Thomas Urquhart (April 16, 1858 - February 16, 1931) was a Canadian politician who served as mayor of Toronto from 1903 to 1905.

== Early life ==
Urquhart was born in Wallacetown, Dunwich Township, Elgin County, Canada West. His parents were Sarah McCallum and Alexander Cameron Urquhart, a pioneer tailor and storekeeper who immigrated from Dingwall, Ross and Cromarty, Scotland to Canada in 1847.

He attended public school in Wallacetown until he was 13 years old. He then spent years working with his father. At 21, he was appointed municipal clerk of the Township of Dunwich. Later, he became secretary of the Agricultural Society of West Elgin and secretary of the West Elgin Reform Association.

He decided to enter law, and after passing the matriculation examination in 1881, he entered a law office in St. Thomas. In 1882 he entered a second law as a student. In 1886, he graduated from Osgoode Hall Law School as barrister and solicitor.

== Career ==
Urquhart entered into different law partnerships over the next many years. One partnership was with his brother Daniel Urquhart.

He took a strong role in civic affairs, and was elected alderman in Toronto’s Ward 4 in 1900 and re-elected in 1901-1902, prior to being elected to the mayor’s chair for three successive years. Thomas was elected mayor in 1903 over Oliver Howland and Daniel Lamb. In 1904 he was re-elected by acclamation, and in 1905 he defeated George Horace Gooderham.

While he was mayor, he always guarded against encroachments of corporations to destroy the city’s sovereignty over its own streets. During that time, electric railway (streetcar) companies applied many times for franchises (operating monopolies) in adjoining municipalities, and it was feared the Toronto Street Railway Co. would acquire a perpetual franchise in Toronto. As mayor, he kept Toronto free of such entanglements.
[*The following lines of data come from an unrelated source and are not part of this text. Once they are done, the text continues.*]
//! Onset times to playable lane charts.
//!
//! Lane choice and difficulty thinning draw from an injectable RNG. A generator
//! built from a [`ChartConfig`] with `seed` set is fully reproducible.

use rand::rngs::StdRng;
use rand::seq::SliceRandom;
use rand::{Rng, SeedableRng};
use std::collections::{HashMap, HashSet};

use super::model::{Chart, Note};
use crate::audio::features::OnsetSet;
use crate::config::ChartConfig;

pub struct ChartGenerator<R = StdRng> {
    config: ChartConfig,
    rng: R,
}

impl ChartGenerator<StdRng> {
    pub fn new(config: ChartConfig) -> Self {
        let rng = match config.seed {
            Some(seed) => StdRng::seed_from_u64(seed),
            None => StdRng::from_entropy(),
        };
        Self { config, rng }
    }
}

impl<R: Rng> ChartGenerator<R> {
    pub fn with_rng(config: ChartConfig, rng: R) -> Self {
        Self { config, rng }
    }

    pub fn config(&self) -> &ChartConfig {
        &self.config
    }

    /// Onsets → cleaned chart → thinned to the configured difficulty.
    pub fn generate(&mut self, onsets: &OnsetSet) -> Chart {
        let chart = self.from_band_onsets(onsets);
        let level = self.config.difficulty;
        let chart = self.adjust_difficulty(&chart, level);
        log::info!(
            "Chart: {} notes from {} bass onsets (difficulty {:.2})",
            chart.len(),
            onsets.bass.len(),
            level
        );
        chart
    }

    /// Build a chart anchored on the bass onsets only; the other bands are ignored.
    pub fn from_band_onsets(&mut self, onsets: &OnsetSet) -> Chart {
        let notes = self.place_lanes(&onsets.bass);
        cleanup(notes, self.config.min_lane_spacing)
    }

    /// Assign a lane to each time in arrival order, avoiding lanes used by notes
    /// placed within the last `recent_window` seconds. With no lanes there is
    /// nowhere to place a note and the result is empty.
    pub fn place_lanes(&mut self, times: &[f64]) -> Vec<Note> {
        let lane_count = self.config.lane_count;
        if lane_count == 0 {
            log::warn!("Chart has zero lanes; dropping {} onsets", times.len());
            return Vec::new();
        }
        let window = self.config.recent_window;
        let mut notes: Vec<Note> = Vec::with_capacity(times.len());
        let mut busy = vec![false; lane_count];

        for &time in times {
            busy.iter_mut().for_each(|b| *b = false);
            for note in &notes {
                let age = time - note.time;
                if (0.0..window).contains(&age) && note.lane < lane_count {
                    busy[note.lane] = true;
                }
            }

            let free: Vec<usize> = (0..lane_count).filter(|&lane| !busy[lane]).collect();
            let lane = match free.choose(&mut self.rng) {
                Some(&lane) => lane,
                None => self.rng.gen_range(0..lane_count),
            };
            notes.push(Note::new(time, lane));
        }
        notes
    }

    /// Keep each note with probability `0.3 + 0.7 * level`; `level >= 1` returns the chart as is.
    /// A NaN level counts as full difficulty.
    pub fn adjust_difficulty(&mut self, chart: &Chart, level: f64) -> Chart {
        if level.is_nan() || level >= 1.0 {
            return chart.clone();
        }
        let keep = 0.3 + 0.7 * level.clamp(0.0, 1.0);
        let notes = chart
            .notes
            .iter()
            .filter(|_| self.rng.gen_bool(keep))
            .copied()
            .collect();
        Chart::new(notes)
    }
}

/// Sort by time, drop duplicate (10 ms bucket, lane) pairs, then drop notes closer
/// than `min_lane_spacing` to the previous kept note on the same lane. Idempotent.
pub fn cleanup(mut notes: Vec<Note>, min_lane_spacing: f64) -> Chart {
    notes.sort_by(|a, b| a.time.total_cmp(&b.time));

    let mut seen = HashSet::new();
    notes.retain(|n| seen.insert((time_bucket(n.time), n.lane)));

    let mut last_in_lane: HashMap<usize, f64> = HashMap::new();
    notes.retain(|n| match last_in_lane.get(&n.lane) {
        Some(&last) if n.time - last < min_lane_spacing => false,
        _ => {
            last_in_lane.insert(n.lane, n.time);
            true
        }
    });

    Chart::new(notes)
}

/// Time rounded to two decimal places, as an integer key.
fn time_bucket(time: f64) -> i64 {
    (time * 100.0).round() as i64
}

#[cfg(test)]
mod tests {
    use super::*;

    fn seeded(seed: u64) -> ChartGenerator {
        ChartGenerator::new(ChartConfig { seed: Some(seed), ..Default::default() })
    }

    fn bass(times: Vec<f64>) -> OnsetSet {
        OnsetSet { bass: times, ..Default::default() }
    }

    fn assert_chart_invariants(chart: &Chart, lane_count: usize) {
        assert!(chart.validate(lane_count).is_ok());
        let mut buckets = HashSet::new();
        for note in &chart.notes {
            assert!(buckets.insert((time_bucket(note.time), note.lane)));
        }
        for lane in 0..lane_count {
            let times: Vec<f64> = chart.notes_in_lane(lane).map(|n| n.time).collect();
            assert!(times.windows(2).all(|w| w[1] - w[0] >= 0.1));
        }
    }

    #[test]
    fn same_seed_same_chart() {
        let onsets = bass((0..200).map(|i| i as f64 * 0.13).collect());
        let a = seeded(42).generate(&onsets);
        let b = seeded(42).generate(&onsets);
        assert_eq!(a, b);
        assert_eq!(a.len(), 200);
    }

    #[test]
    fn only_bass_feeds_the_chart() {
        let onsets = OnsetSet {
            bass: Vec::new(),
            mid_low: vec![0.5, 1.0],
            mid_high: vec![0.7],
            high: vec![0.2, 0.9],
        };
        assert!(seeded(1).from_band_onsets(&onsets).is_empty());
    }

    #[test]
    fn recent_lanes_are_avoided() {
        for seed in 0..20 {
            let notes = seeded(seed).place_lanes(&[0.0, 0.05, 0.1, 0.15]);
            let lanes: HashSet<usize> = notes.iter().map(|n| n.lane).collect();
            assert_eq!(lanes.len(), 4, "seed {} reused a busy lane: {:?}", seed, notes);
        }
    }

    #[test]
    fn all_lanes_busy_falls_back_to_any_lane() {
        let notes = seeded(3).place_lanes(&[0.0, 0.01, 0.02, 0.03, 0.04]);
        assert_eq!(notes.len(), 5);
        assert!(notes.iter().all(|n| n.lane < 4));
    }

    #[test]
    fn notes_older_than_window_free_their_lane() {
        let config = ChartConfig { lane_count: 1, seed: Some(9), ..Default::default() };
        let notes = ChartGenerator::new(config).place_lanes(&[0.0, 0.5, 1.0]);
        assert!(notes.iter().all(|n| n.lane == 0));
    }

    #[test]
    fn zero_lanes_places_nothing() {
        let config = ChartConfig { lane_count: 0, seed: Some(2), ..Default::default() };
        let notes = ChartGenerator::new(config).place_lanes(&[0.0, 0.5, 1.0]);
        assert!(notes.is_empty());
    }

    #[test]
    fn cleanup_dedups_time_buckets_per_lane() {
        let chart = cleanup(
            vec![
                Note::new(1.004, 0),
                Note::new(1.001, 0),
                Note::new(1.002, 1),
            ],
            0.1,
        );
        assert_eq!(chart.notes, vec![Note::new(1.001, 0), Note::new(1.002, 1)]);
    }

    #[test]
    fn cleanup_enforces_lane_spacing() {
        let chart = cleanup(
            vec![
                Note::new(1.0, 1),
                Note::new(1.05, 1),
                Note::new(1.06, 2),
                Note::new(1.12, 1),
            ],
            0.1,
        );
        assert_eq!(
            chart.notes,
            vec![Note::new(1.0, 1), Note::new(1.06, 2), Note::new(1.12, 1)]
        );
    }

    #[test]
    fn generated_charts_hold_invariants_and_cleanup_is_idempotent() {
        let mut source = StdRng::seed_from_u64(1234);
        for round in 0..25 {
            let times: Vec<f64> = (0..300)
                .map(|_| (source.gen_range(0..6000) as f64) * 0.01)
                .collect();
            let chart = seeded(round).from_band_onsets(&bass(times));
            assert_chart_invariants(&chart, 4);

            let again = cleanup(chart.notes.clone(), 0.1);
            assert_eq!(again, chart);
        }
    }

    #[test]
    fn full_difficulty_is_identity() {
        let chart = Chart::new((0..50).map(|i| Note::new(i as f64 * 0.3, i % 4)).collect());
        assert_eq!(seeded(5).adjust_difficulty(&chart, 1.0), chart);
        assert_eq!(seeded(5).adjust_difficulty(&chart, 1.7), chart);
    }

    #[test]
    fn non_finite_difficulty_never_panics() {
        let chart = Chart::new((0..50).map(|i| Note::new(i as f64 * 0.3, i % 4)).collect());
        assert_eq!(seeded(5).adjust_difficulty(&chart, f64::NAN), chart);
        assert_eq!(seeded(5).adjust_difficulty(&chart, f64::INFINITY), chart);
        let thinned = seeded(5).adjust_difficulty(&chart, f64::NEG_INFINITY);
        assert!(thinned.len() <= chart.len());

        let config = ChartConfig { difficulty: f64::NAN, seed: Some(5), ..Default::default() };
        let onsets = bass((0..20).map(|i| i as f64 * 0.5).collect());
        assert_eq!(ChartGenerator::new(config).generate(&onsets).len(), 20);
    }

    #[test]
    fn difficulty_retention_rate() {
        let chart = Chart::new((0..20_000).map(|i| Note::new(i as f64 * 0.2, i % 4)).collect());
        let mut generator = seeded(77);

        let easiest = generator.adjust_difficulty(&chart, 0.0);
        let fraction = easiest.len() as f64 / chart.len() as f64;
        assert!((fraction - 0.3).abs() < 0.02, "kept {}", fraction);

        let medium = generator.adjust_difficulty(&chart, 0.5);
        let fraction = medium.len() as f64 / chart.len() as f64;
        assert!((fraction - 0.65).abs() < 0.02, "kept {}", fraction);

        // thinning preserves order
        assert!(medium.notes.windows(2).all(|w| w[0].time <= w[1].time));
    }

    #[test]
    fn custom_lane_count() {
        let config = ChartConfig { lane_count: 6, seed: Some(11), ..Default::default() };
        let times: Vec<f64> = (0..100).map(|i| i as f64 * 0.05).collect();
        let chart = ChartGenerator::new(config).from_band_onsets(&bass(times));
        assert_chart_invariants(&chart, 6);
        assert!(chart.notes.iter().any(|n| n.lane >= 4));
    }
}
mod cli;
mod play;

use anyhow::{Context, Result};
use clap::Parser;
use indicatif::{MultiProgress, ProgressBar, ProgressStyle};
use rayon::prelude::*;
use std::ops::ControlFlow;
use std::path::{Path, PathBuf};

use beatlane::audio::{decode, onset};
use beatlane::config::{self, Config};
use beatlane::{Chart, ChartGenerator, OnsetSet};
use cli::{ChartArgs, Cli, Command, PlayArgs};

fn main() -> Result<()> {
    env_logger::Builder::from_env(env_logger::Env::default().default_filter_or("info"))
        .format_timestamp_millis()
        .init();

    let cli = Cli::parse();
    let config = resolve_config(cli.config.clone());

    match cli.command {
        Command::Chart(args) => run_chart(args, config),
        Command::Onsets { input } => run_onsets(&input, &config),
        Command::Play(args) => run_play(args, config),
    }
}

/// Explicit --config path, or auto-detect beatlane.toml / global config.
fn resolve_config(explicit: Option<PathBuf>) -> Config {
    let config_path = explicit.or_else(|| {
        let local = PathBuf::from("beatlane.toml");
        if local.exists() {
            return Some(local);
        }
        if let Some(home) = dirs::home_dir() {
            let xdg = home.join(".config").join("beatlane").join("config.toml");
            if xdg.exists() {
                return Some(xdg);
            }
        }
        if let Some(config_dir) = dirs::config_dir() {
            let platform = config_dir.join("beatlane").join("config.toml");
            if platform.exists() {
                return Some(platform);
            }
        }
        None
    });

    match config_path {
        Some(path) => match config::load_config(&path) {
            Some(cfg) => {
                log::info!("Loaded config from {}", path.display());
                cfg
            }
            None => {
                log::warn!("Failed to load config from {}", path.display());
                Config::default()
            }
        },
        None => Config::default(),
    }
}

fn progress_bar(multi: &MultiProgress, label: String) -> ProgressBar {
    let pb = multi.add(ProgressBar::new(1000));
    pb.set_style(
        ProgressStyle::default_bar()
            .template("[{elapsed_precise}] {bar:40.cyan/blue} {percent:>3}% {msg}")
            .unwrap_or_else(|_| ProgressStyle::default_bar())
            .progress_chars("=>-"),
    );
    pb.set_message(label);
    pb
}

fn analyze_file(input: &Path, config: &Config, pb: &ProgressBar) -> Result<OnsetSet> {
    if !input.exists() {
        anyhow::bail!("Input file not found: {}", input.display());
    }
    let buffer = decode::decode_audio(input)?;
    let onsets = onset::detect_by_band(&buffer, &config.analysis, |fraction| {
        pb.set_position((fraction * 1000.0) as u64);
        ControlFlow::Continue(())
    })?;
    pb.finish();
    Ok(onsets)
}

fn run_chart(args: ChartArgs, mut config: Config) -> Result<()> {
    // Merge: CLI values apply only when they differ from the CLI default
    if args.difficulty != 1.0 {
        config.chart.difficulty = args.difficulty;
    }
    if args.lanes != 4 {
        config.chart.lane_count = args.lanes;
    }
    if args.seed.is_some() {
        config.chart.seed = args.seed;
    }
    config.validate().context("Invalid chart settings")?;

    let multiple = args.inputs.len() > 1;
    let multi = MultiProgress::new();

    let written: Vec<PathBuf> = args
        .inputs
        .par_iter()
        .map(|input| -> Result<PathBuf> {
            let name = input.file_name().map(|n| n.to_string_lossy().into_owned()).unwrap_or_default();
            let pb = progress_bar(&multi, name);
            let onsets = analyze_file(input, &config, &pb)
                .with_context(|| format!("Failed to analyze {}", input.display()))?;

            let chart = ChartGenerator::new(config.chart.clone()).generate(&onsets);
            if chart.is_empty() {
                log::warn!("{}: no bass onsets found, chart is empty", input.display());
            }

            let path = output_path(input, args.output.as_deref(), multiple);
            write_chart(&chart, &path)?;
            Ok(path)
        })
        .collect::<Result<_>>()?;

    for path in written {
        log::info!("Wrote {}", path.display());
    }
    Ok(())
}

fn output_path(input: &Path, output: Option<&Path>, multiple: bool) -> PathBuf {
    let file_name = format!(
        "{}.chart.json",
        input.file_stem().map(|s| s.to_string_lossy()).unwrap_or_default()
    );
    match output {
        Some(out) if !multiple && !out.is_dir() => out.to_path_buf(),
        Some(dir) => dir.join(file_name),
        None => input.with_file_name(file_name),
    }
}

fn write_chart(chart: &Chart, path: &Path) -> Result<()> {
    if let Some(parent) = path.parent().filter(|p| !p.as_os_str().is_empty()) {
        std::fs::create_dir_all(parent)
            .with_context(|| format!("Failed to create {}", parent.display()))?;
    }
    let json = serde_json::to_string_pretty(chart)?;
    std::fs::write(path, json).with_context(|| format!("Failed to write chart: {}", path.display()))
}

fn run_onsets(input: &Path, config: &Config) -> Result<()> {
    config.analysis.validate().context("Invalid analysis settings")?;
    let multi = MultiProgress::new();
    let pb = progress_bar(&multi, "analyzing".into());
    let onsets = analyze_file(input, config, &pb)?;
    for band in beatlane::Band::ALL {
        log::info!("{:>8}: {} onsets", band.name(), onsets.get(band).len());
    }
    println!("{}", serde_json::to_string_pretty(&onsets)?);
    Ok(())
}

fn run_play(args: PlayArgs, mut config: Config) -> Result<()> {
    if args.lanes != 4 {
        config.chart.lane_count = args.lanes;
    }
    config.chart.validate().context("Invalid lane settings")?;
    let lane_count = config.chart.lane_count;

    let text = std::fs::read_to_string(&args.chart)
        .with_context(|| format!("Failed to read chart: {}", args.chart.display()))?;
    let chart: Chart = serde_json::from_str(&text)
        .with_context(|| format!("Invalid chart JSON: {}", args.chart.display()))?;
    chart.validate(lane_count)?;

    let inputs = match (&args.script, args.autoplay) {
        (Some(script), _) => {
            let text = std::fs::read_to_string(script)
                .with_context(|| format!("Failed to read input script: {}", script.display()))?;
            play::parse_script(&text)?
        }
        (None, true) => play::autoplay_inputs(&chart, args.jitter_ms, args.seed),
        (None, false) => {
            log::warn!("No --script or --autoplay given; every note will be missed");
            Vec::new()
        }
    };

    log::info!("Playing {} notes with {} inputs", chart.len(), inputs.len());
    let options = play::SessionOptions {
        judge: &config.judge,
        lane_count,
        lane_subset: &args.lanes_subset,
        tick_rate: args.tick_rate,
        verbose: args.verbose,
    };
    let summary = play::run_session(chart, &inputs, &options)?;

    println!("Score:     {}", summary.score);
    println!("Max combo: {}", summary.max_combo);
    println!(
        "Perfect {} / Great {} / Good {} / Miss {}  ({} notes)",
        summary.counts.perfect,
        summary.counts.great,
        summary.counts.good,
        summary.counts.miss,
        summary.total_notes
    );
    println!("Accuracy:  {:.2}%", summary.accuracy() * 100.0);
    if summary.full_combo() {
        println!("FULL COMBO");
    }
    Ok(())
}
He attended the first meeting in Berlin (now Kitchener) regarding the proposals to establish the hydroelectric system, and he also advocated public ownership of telephones. The Great Toronto fire of 1904 occurred during his time as mayor.

A strong Liberal, he was chosen by his party to contest the district of West Toronto for the legislature against Hon. Thomas Crawford. In 1904, he contested the riding of Toronto North for Parliament against Sir George Foster. In 1906, he ran unsuccessfully for the Ontario legislature against W. K. McNaught in Toronto North in a provincial byelection.

== Personal life ==
Urquhart was a leader in the Toronto Baptist community, active in both the Walmer Road Baptist Church and the Aurora Baptist Church. He was also a member of the Orange Order in Canada.

He was first married to Margaret S. McDonald of Peterborough, Ontario, who died in 1925. He married Mary Ellen Hall in 1927.

After becoming ill at his office, Urquhart was taken to his home at 136 Hillsdale Avenue in Toronto, where he died on February 16, 1931, from influenza. He was buried in Mount Pleasant Cemetery on February 18.